¿Se acuerdan, de la koinonía de la cuál hablé hace tanto? Bueno, hace tres meses tenía una idea bastante romántica de ella, pero ahora, tras dos meses de compartir baño, cocina, sala, comedor, etc. con personas que hablan cuando solo quiero silencio, ensucian cuando solo quiero limpiar, juegan cuando solo quiero estarme quieta y de varias maneras hacen lo opuesto a lo que yo quiero, estoy volviendo a formular esta idea. Resulta y acontece que vivir en comunidad es difícil, porque de una manera absolutamente inesperada, la gente parece tener voluntad propia y hace lo que quiere sin importar lo que yo quiero que hagan. Obviamente, esta falla no es realmente una falla, es un tanto demente esperar que mis compañeros sean títeres que se amoldan a mis caprichos, pero de igual manera creo que la niña de tres años que tengo en mi alma sigue quieriendo que el mundo rote al rededor de ella.

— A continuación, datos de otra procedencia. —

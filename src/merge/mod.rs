//! JSON fragment merging
//!
//! - `tree`: deep merge over nested objects (last source wins at leaves)
//! - `source`: reads a group's explicit files and folders into one tree

mod source;
mod tree;

pub use source::{build_tree, merge_folder, read_source};
pub use tree::{deep_merge, with_subtree, Tree};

Por esto, en los pasados dos meses me he vuelto experta en meterme audífonos, alejarme de la situación y pedirle a Dios que me de gracia con los ruidos, desordenes, juegos y de más. Milagrosamente, Él me la ha dado y estoy comenzando a amar a mis compañeros con un extraño amor filial, pero dar gracia cuando la gente me irritita no es una relación lo suficientemente buena. Es decir, perdonar las cosas pequeñas es un deber negativo (decidir responder de cierta manera por cierto estímulo), pero Jesús nos llama a tener comunidad positiva (decidir actuar de cierta manera sin cierto estímulo).

Aún estando en un viaje de misiones, me es muy fácil seguir con mi propia vida, sufriendo con mis propios problemas, ignorando los problemas ajenos, mirando a la gente, pero sin ver quiénes son, o escuchándo lo que dice la gente, pero sin oir qué quiren decir. Con tantas personas a  mi alrededor, cada una con voluntad propia, ver y escuchar a cada uno es tarea difícil porque implica concentración de parte mía y no solo las funciones involuntarias de mi cerebro. Por eso, me he dado cuenta que la comunidad no es para los de corazón defallecido: implica esfuerzo, dedicación, y como decimos los Colombianos, un poco de berraquera.

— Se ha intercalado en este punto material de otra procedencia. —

//! Error types for jsonfold
//!
//! Uses `thiserror` for library errors. The binary wraps these in `anyhow`.

use std::path::PathBuf;
use thiserror::Error;

/// Result type alias for jsonfold operations
pub type FoldResult<T> = Result<T, FoldError>;

/// Main error type for jsonfold operations
#[derive(Error, Debug)]
pub enum FoldError {
    /// IO error without a more specific context
    #[error("IO error: {0}")]
    Io(#[from] std::io::Error),

    /// A source document or folder could not be read
    #[error("failed to read {path}: {source}")]
    SourceRead {
        path: PathBuf,
        #[source]
        source: std::io::Error,
    },

    /// A source document exists but has no content
    #[error("empty file: {path}")]
    EmptySource { path: PathBuf },

    /// A source document is not valid JSON
    #[error("invalid JSON in {path}: {source}")]
    InvalidJson {
        path: PathBuf,
        #[source]
        source: serde_json::Error,
    },

    /// A source document parsed, but its top level is not an object
    #[error("{path} must contain a JSON object at the top level")]
    NotAnObject { path: PathBuf },

    /// Key export met a leaf that is not a string
    #[error("key '{path}' holds a {kind} value; exported keys must be strings or objects")]
    NonStringLeaf { path: String, kind: &'static str },

    /// Configuration file could not be read
    #[error("failed to read config {path}: {source}")]
    ConfigRead {
        path: PathBuf,
        #[source]
        source: std::io::Error,
    },

    /// Configuration file is not a valid configuration document
    #[error("invalid config {path}: {source}")]
    ConfigParse {
        path: PathBuf,
        #[source]
        source: serde_json::Error,
    },

    /// The filesystem notifier could not be created
    #[error("failed to initialize file watcher: {0}")]
    WatcherInit(#[source] notify::Error),

    /// A path could not be registered with the notifier
    #[error("failed to watch {path}: {source}")]
    Watch {
        path: PathBuf,
        #[source]
        source: notify::Error,
    },

    /// Directory walk failure
    #[error("walk error: {0}")]
    Walk(#[from] walkdir::Error),

    /// A worker thread could not be started
    #[error("failed to spawn worker '{name}': {source}")]
    Spawn {
        name: String,
        #[source]
        source: std::io::Error,
    },
}

impl FoldError {
    /// Whether this error means the process cannot keep running.
    ///
    /// Notifier creation and thread spawning are resource initialization
    /// failures; everything else only affects the current pass of one group.
    pub fn is_fatal(&self) -> bool {
        matches!(self, FoldError::WatcherInit(_) | FoldError::Spawn { .. })
    }
}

La comunidad implica decidir que escoges convivir con otras personas a pesar de diferencias culturales y de opinión. Implica ser vulnerable y mostrar quién eres, a pesar del temor a que te puedan rechazar. Implica demostrar que eres humano, y que mientras tienes cualidades varias, también tienes defectos varios. Implica humillarte un poco para permitir que otros amolden tu carácter mientras das y recibes gracia. Implica escuchar a otros cuando hablan y esforzarte para pasar tiempo con ellos. En resumen, la comunidad implica entrega.

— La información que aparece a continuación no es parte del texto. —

use std::io::{self, Write};

use clap::Parser;
use tokio::io::AsyncBufReadExt;

use todo_client::api::TodoApi;
use todo_client::app::TodoApp;
use todo_client::state::AppState;

/// Line-mode client for the todo API.
#[derive(Parser, Debug)]
struct Cli {
    /// Base URL of the todo API server.
    #[arg(
        long,
        env = "TODO_API_BASE_URL",
        default_value = "http://localhost:8080"
    )]
    base_url: String,
}

#[tokio::main]
async fn main() -> anyhow::Result<()> {
    tracing_subscriber::fmt().init();
    let args = Cli::parse();

    let mut app = TodoApp::new(TodoApi::new(args.base_url));
    app.refresh().await;
    render(app.state());
    print_help();

    // Read stdin through tokio so waiting for input does not park the
    // runtime thread.
    let mut lines = tokio::io::BufReader::new(tokio::io::stdin()).lines();
    loop {
        print!("> ");
        io::stdout().flush()?;
        let Some(line) = lines.next_line().await? else { break };
        let input = line.trim();
        let (command, rest) = match input.split_once(' ') {
            Some((command, rest)) => (command, rest.trim()),
            None => (input, ""),
        };
        match command {
            "" => continue,
            "list" => {}
            "add" => {
                if rest.is_empty() {
                    println!("usage: add <title>");
                    continue;
                }
                // When an item is under edit the submission keeps its
                // completion state, like the pre-filled form would.
                let is_complete = app
                    .state()
                    .editing()
                    .map(|todo| todo.is_complete)
                    .unwrap_or(false);
                app.submit(rest, is_complete).await;
            }
            "done" => match rest.parse() {
                Ok(id) => app.toggle(id).await,
                Err(_) => {
                    println!("usage: done <id>");
                    continue;
                }
            },
            "edit" => match rest.parse() {
                Ok(id) => {
                    if !app.edit(id) {
                        println!("no todo with id {}", id);
                        continue;
                    }
                }
                Err(_) => {
                    println!("usage: edit <id>");
                    continue;
                }
            },
            "cancel" => app.cancel(),
            "rm" => match rest.parse() {
                Ok(id) => app.delete(id).await,
                Err(_) => {
                    println!("usage: rm <id>");
                    continue;
                }
            },
            "completed" => {
                let show = !app.state().show_completed();
                app.set_show_completed(show);
            }
            "refresh" => app.refresh().await,
            "help" => {
                print_help();
                continue;
            }
            "quit" | "exit" => break,
            _ => {
                println!("unknown command '{}'", command);
                continue;
            }
        }
        render(app.state());
    }

    Ok(())
}

fn render(state: &AppState) {
    if let Some(error) = state.error() {
        println!("! {}", error);
    }
    if let Some(editing) = state.editing() {
        println!(
            "(editing #{} '{}'; 'add <new title>' saves, 'cancel' aborts)",
            editing.id, editing.title
        );
    }
    let visible = state.visible_todos();
    if visible.is_empty() {
        println!("nothing to do");
        return;
    }
    for todo in visible {
        let mark = if todo.is_complete { "x" } else { " " };
        println!("[{}] #{} {}", mark, todo.id, todo.title);
    }
}

fn print_help() {
    println!(
        "commands: list, add <title>, done <id>, edit <id>, cancel, rm <id>, completed, refresh, quit"
    );
}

Pero, a pesar de las dificultades, creo que la koinonía vale la pena, porque cuando te esfuerzas  por una relación, recibes una relación verdadera que te apoya en los momentos difíciles, te acompaña en tus aventuras y te hace reír frente las varias bobadas de la vida. Padre, que nosotros como tu iglesia podamos cultivar relaciones genuinas que nos conduzcan hacia tí y hacia las personas a las cuales nos has mandado. Amén.